People love to classify things. Walk into any store, search any website. From the sections of the supermarket to the tags on this blog, there is a common feature of clustering based on commonalities.

But this desire to categorize extends beyond things. People love to classify people. We classify ourselves, our peers, even people we have never met.

Take your friends, for instance. You have your friends you call when something big happens, your “first responders” if you will. You have your “casual friends” who you might meet up with every few weeks or so for coffee. Then you have your friends who you can go months without talking to and yet the friendship never deteriorates. But we have all experienced the agony of that intermediate friendship that we don’t know how to categorize. You ask yourself analytical questions to determine whether or not this is the type of friendship where you can invite them to the movies the day of without scaring them off.

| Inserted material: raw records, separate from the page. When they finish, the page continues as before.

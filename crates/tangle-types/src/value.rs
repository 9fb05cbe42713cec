use std::fmt;

use serde::{Deserialize, Serialize};

/// Handle to a container owned by a [`Heap`](crate::Heap).
///
/// Two `NodeId`s are equal exactly when they name the same container, which
/// is how reference identity is expressed for containers.
#[derive(Clone, Copy, PartialEq, Eq, Hash, PartialOrd, Ord, Serialize, Deserialize)]
pub struct NodeId(u32);

impl NodeId {
    /// Create a `NodeId` from a raw arena index.
    pub const fn from_index(index: u32) -> Self {
        Self(index)
    }

    /// The raw arena index.
    pub const fn index(self) -> usize {
        self.0 as usize
    }
}

impl fmt::Debug for NodeId {
    fn fmt(&self, f: &mut fmt::Formatter<'_>) -> fmt::Result {
        write!(f, "NodeId({})", self.0)
    }
}

impl fmt::Display for NodeId {
    fn fmt(&self, f: &mut fmt::Formatter<'_>) -> fmt::Result {
        write!(f, "#{}", self.0)
    }
}

/// Whether a container is map-like or list-like.
#[derive(Clone, Copy, Debug, PartialEq, Eq, Hash, Serialize, Deserialize)]
#[serde(rename_all = "snake_case")]
pub enum ContainerKind {
    /// Plain keyed object.
    Map,
    /// Array whose keys are decimal indices.
    Sequence,
}

impl ContainerKind {
    /// Returns `true` for list-like containers.
    pub fn is_sequence(self) -> bool {
        matches!(self, Self::Sequence)
    }
}

impl fmt::Display for ContainerKind {
    fn fmt(&self, f: &mut fmt::Formatter<'_>) -> fmt::Result {
        match self {
            Self::Map => f.write_str("map"),
            Self::Sequence => f.write_str("sequence"),
        }
    }
}

/// A value in an object graph.
///
/// Everything except [`Value::Ref`] is a primitive: it has no mergeable
/// sub-structure. `Ref` points at a [`Container`](crate::Container) in a
/// heap.
///
/// `PartialEq` is the identity relation used by the merge engine:
/// primitives compare by value (with `f64` semantics, so `NaN` is never
/// identical to itself) and containers compare by `NodeId`.
#[derive(Clone, Debug, Default, PartialEq)]
pub enum Value {
    /// Absence of a value. Never written into a container by a merge.
    #[default]
    Undefined,
    Null,
    Bool(bool),
    Number(f64),
    String(String),
    /// Opaque callable token. Treated as a primitive.
    Function(String),
    /// Reference to a container.
    Ref(NodeId),
}

impl Value {
    /// Returns `true` if this is [`Value::Undefined`].
    pub fn is_undefined(&self) -> bool {
        matches!(self, Self::Undefined)
    }

    /// Returns `true` if this value references a container.
    pub fn is_container(&self) -> bool {
        matches!(self, Self::Ref(_))
    }

    /// Returns `true` for every non-container value, `Undefined` included.
    pub fn is_primitive(&self) -> bool {
        !self.is_container()
    }

    /// The referenced container, if any.
    pub fn node(&self) -> Option<NodeId> {
        match self {
            Self::Ref(id) => Some(*id),
            _ => None,
        }
    }

    /// Short name of the variant, used in errors and CLI output.
    pub fn type_name(&self) -> &'static str {
        match self {
            Self::Undefined => "undefined",
            Self::Null => "null",
            Self::Bool(_) => "bool",
            Self::Number(_) => "number",
            Self::String(_) => "string",
            Self::Function(_) => "function",
            Self::Ref(_) => "container",
        }
    }

    pub fn as_f64(&self) -> Option<f64> {
        match self {
            Self::Number(n) => Some(*n),
            _ => None,
        }
    }

    pub fn as_str(&self) -> Option<&str> {
        match self {
            Self::String(s) => Some(s),
            _ => None,
        }
    }
}

impl From<bool> for Value {
    fn from(b: bool) -> Self {
        Self::Bool(b)
    }
}

impl From<f64> for Value {
    fn from(n: f64) -> Self {
        Self::Number(n)
    }
}

impl From<i32> for Value {
    fn from(n: i32) -> Self {
        Self::Number(f64::from(n))
    }
}

impl From<&str> for Value {
    fn from(s: &str) -> Self {
        Self::String(s.to_owned())
    }
}

impl From<String> for Value {
    fn from(s: String) -> Self {
        Self::String(s)
    }
}

impl From<NodeId> for Value {
    fn from(id: NodeId) -> Self {
        Self::Ref(id)
    }
}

So why do we like to categorize? It seems to make our lives easier. When we place situations or people or foods or anything else for that matter into a box, then we can treat all of those things in that box the same way. We learn how to respond to one object in that box, and we then know how to respond to all of the objects grouped in that box. We can learn what we like and don’t like, what is important to us and what might be “dangerous” without the hassle of fully and singly experiencing everything out there. As detailed more in NPR’s Invisibilia episode“The Power of Categories,” categorizing the world around us begins at a young age and provides us with comfort without requiring a change in ourselves.

I’ll offer another more personal example of how people use categories to cope. My grandmother was born and raised in Thailand to a Chinese family that had recently migrated there. She grew up in a neighborhood almost completely populated by Chinese migrants, and daily saw the juxtaposition of Chinese culture with Thai culture. My grandmother quickly learned how to categorize in an effort to have ideal interactions with many different people; Chinese people do this while Thai people do that. I have no doubt that it was beneficial to do this in order to be broadly respectful, but at the same time I always wondered if Person A might just do this because they were Person A.

Using statistical terminology, it seems like our world can become ruled by discrete variables that we assign to anything and everything, but aren’t continuous variables more realistic? Politically, people rarely identify 100% with one presidential candidate, or are 100% Democrat or Republican. Morally, we are not 100% good or bad. Racially, few of us are 100% of one race. Even medically, we have turned to more personalized treatment based on individual needs. More recently, our society has seen a pushback against established discrete social variables concerning gender and sexuality. There is a cry out to recognize the continuous variables of identity that people truly are, instead of continue on with the discrete variables that society has so lazily established. As illustrated in the image below of a political spectrum, the assignment of broad discrete categories ignores the intricacies of the data.

 
It’s an overwhelming reality that we must venture out of our comfortable categories and observe every new thing on its own and of its own, but it’s a reality nonetheless. Who’s to say what the best approach is, whether it is completely changing the current system or simply adding more categories until they are nearly indistinguishable. But perhaps the first step is adding new words to our vocabulary.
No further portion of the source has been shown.